Dejemos que sea el propio Aguinis el que nos ofrezca su delirante equivalencia: “Las fuerzas (¿paramilitares?) de Milagro Sala provocaron analogías con las juventudes hitlerianas (¿en quién, Aguinis, además de usted y algún otro trasnochado?). Estas últimas, sin embargo, por asesinas y despreciables que hayan sido, luchaban por un ideal absurdo pero ideal al fin, como la raza superior y otras locuras (para Aguinis, y el subrayado es mío, el discurso y la práctica del exterminio pueden ser considerados “ideales”). Los actuales paramilitares kirchneristas (ahora desaparecieron los signos de interrogación y, directamente, las califica como fuerzas paramilitares que, como es sabido, constituyen una fuente de peligro antirrepublicano y antidemocrático que salen a la persecución de los defensores, como Aguinis, de la civilización), La Cámpora, y el Evita, y Tupac Amaru, y otras fórmulas igualmente confusas (hasta abarcar a todo el espectro malsano y paramilitar de las organizaciones kirchneristas por si alguna quedaba fuera de la clasificación criminológica aguiniana), en cambio han estructurado una corporación que milita para ganar un sueldo o sentirse poderosas o meter la mano en los bienes de la nación”. Hasta acá un Aguinis que, quizás y para ser algo indulgentes, pasó una noche de extrañas pesadillas y más extrañas alucinaciones. Supongamos incluso que tomó alguna sustancia alucinógena que lo llevó a escribir lo que escribió. Pero, después, tuvo tiempo de despertarse, lavarse la cara, leer lo que escribió y corregirlo. Pensemos, por qué no, que el editor de La Nación tuvo tiempo de interpelarlo y mostrarle el significado salvaje de su comparación. Pero no, nuestro escritor siguió con lo suyo y decidió que no se corriese una sola coma.

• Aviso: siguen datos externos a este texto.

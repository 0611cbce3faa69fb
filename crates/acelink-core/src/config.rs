//! Device configuration
//!
//! Options recognised by the driver. Durations are stored in seconds so the
//! file format matches the option names operators already use.

use serde::{Deserialize, Serialize};
use std::time::Duration;

/// Lowest dryer temperature the device accepts, in °C
pub const MIN_DRYER_TEMPERATURE: u32 = 20;

/// Driver configuration
#[derive(Debug, Clone, PartialEq, Serialize, Deserialize)]
#[serde(default)]
pub struct AceConfig {
    /// Serial device path
    pub serial: String,
    /// Baud rate
    pub baud: u32,
    /// Seconds to wait for a reply before a pending request is discarded
    pub response_timeout: f64,
    /// Serial read timeout in seconds
    pub read_timeout: f64,
    /// Serial write timeout in seconds
    pub write_timeout: f64,
    /// Outbound queue capacity
    pub max_queue_size: usize,
    /// Default feed speed in mm/s
    pub feed_speed: u32,
    /// Default retract speed in mm/s
    pub retract_speed: u32,
    /// Default retract mode (0 normal, 1 enhanced)
    pub retract_mode: u8,
    /// Retract length used when leaving a tool, in mm
    pub toolchange_retract_length: u32,
    /// Unchanged feed-assist polls that end a parking session
    pub park_hit_count: u32,
    /// Upper bound accepted for the dryer temperature, in °C
    pub max_dryer_temperature: u32,
    /// Clear the active feed-assist slot once parking completes
    pub disable_assist_after_toolchange: bool,
    /// Enable infinity-spool failover
    pub infinity_spool_mode: bool,
}

impl Default for AceConfig {
    fn default() -> Self {
        Self {
            serial: "/dev/ttyACM0".to_string(),
            baud: 115200,
            response_timeout: 2.0,
            read_timeout: 0.1,
            write_timeout: 0.5,
            max_queue_size: 20,
            feed_speed: 50,
            retract_speed: 50,
            retract_mode: 0,
            toolchange_retract_length: 100,
            park_hit_count: 5,
            max_dryer_temperature: 55,
            disable_assist_after_toolchange: true,
            infinity_spool_mode: false,
        }
    }
}

impl AceConfig {
    /// Response timeout as a `Duration`
    pub fn response_timeout_duration(&self) -> Duration {
        secs(self.response_timeout)
    }

    /// Read timeout as a `Duration`
    pub fn read_timeout_duration(&self) -> Duration {
        secs(self.read_timeout)
    }

    /// Write timeout as a `Duration`
    pub fn write_timeout_duration(&self) -> Duration {
        secs(self.write_timeout)
    }

    /// Time the device needs to retract `length` mm at `speed` mm/s, plus a
    /// one second settle margin
    pub fn retract_settle_time(&self, length: u32, speed: u32) -> Duration {
        secs(length as f64 / speed.max(1) as f64 + 1.0)
    }
}

fn secs(value: f64) -> Duration {
    Duration::try_from_secs_f64(value).unwrap_or(Duration::ZERO)
}

#[cfg(test)]
mod tests {
    use super::*;

    #[test]
    fn test_defaults() {
        let config = AceConfig::default();
        assert_eq!(config.max_queue_size, 20);
        assert_eq!(config.park_hit_count, 5);
        assert_eq!(config.response_timeout_duration(), Duration::from_secs(2));
        assert!(config.disable_assist_after_toolchange);
        assert!(!config.infinity_spool_mode);
    }

    #[test]
    fn test_retract_settle_time() {
        let config = AceConfig::default();
        assert_eq!(
            config.retract_settle_time(100, 50),
            Duration::from_secs(3)
        );
    }

    #[test]
    fn test_partial_json_uses_defaults() {
        let config: AceConfig =
            serde_json::from_str(r#"{"serial": "/dev/ttyUSB1", "park_hit_count": 7}"#).unwrap();
        assert_eq!(config.serial, "/dev/ttyUSB1");
        assert_eq!(config.park_hit_count, 7);
        assert_eq!(config.baud, 115200);
    }

    #[test]
    fn test_negative_timeout_clamps_to_zero() {
        let config = AceConfig {
            read_timeout: -1.0,
            ..Default::default()
        };
        assert_eq!(config.read_timeout_duration(), Duration::ZERO);
    }
}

Nuestra incredulidad termina allí donde Aguinis banaliza el horror nazi y, por sobre todas las cosas, arroja sobre las reales víctimas del universo Auschwitz la brutal sombra de la duda al ejercitarse en una comparación no apenas inverosímil sino profundamente negacionista, porque si lo que sucede en la Argentina, si las organizaciones políticas y sociales a las que hace referencia son todavía “peores que las juventudes hitlerianas” ya que, al menos, estas últimas “tenían ideales” mientras que las primeras son fuerzas de la corrupción, quiere decir que la Alemania nazi no fue algo espantoso en donde no existía libertad de prensa ni oposición política, ni fue un régimen exterminador que desencadenó una guerra que costó 60 millones de muertos ni basó su ideología en un biologismo racista que llevó a las cámaras de la muerte a millones de judíos, gitanos y homosexuales. O tal vez, y no nos hemos dado cuenta, todo eso está sucediendo ahora mismo en nuestro país. La impudicia de Aguinis no tiene límites, de no ser él un escritor judeo-argentino no dudaríamos en estar delante de un antisemita que se dedica a trivializar al nazismo en función de su odio patológico hacia un gobierno que respeta las libertades públicas, el Estado de derecho, la multiculturalidad, la diversidad étnica y religiosa como no se había hecho en el pasado. Cuando, en función de la lógica del odio y el prejuicio, se pasan ciertos umbrales, ya no estamos delante de una disputa genuina en el interior de una sociedad democrática, que sabe y debe aceptar las diferencias, sino que algunos acaban por hundirse en el pantano de la malversación ética.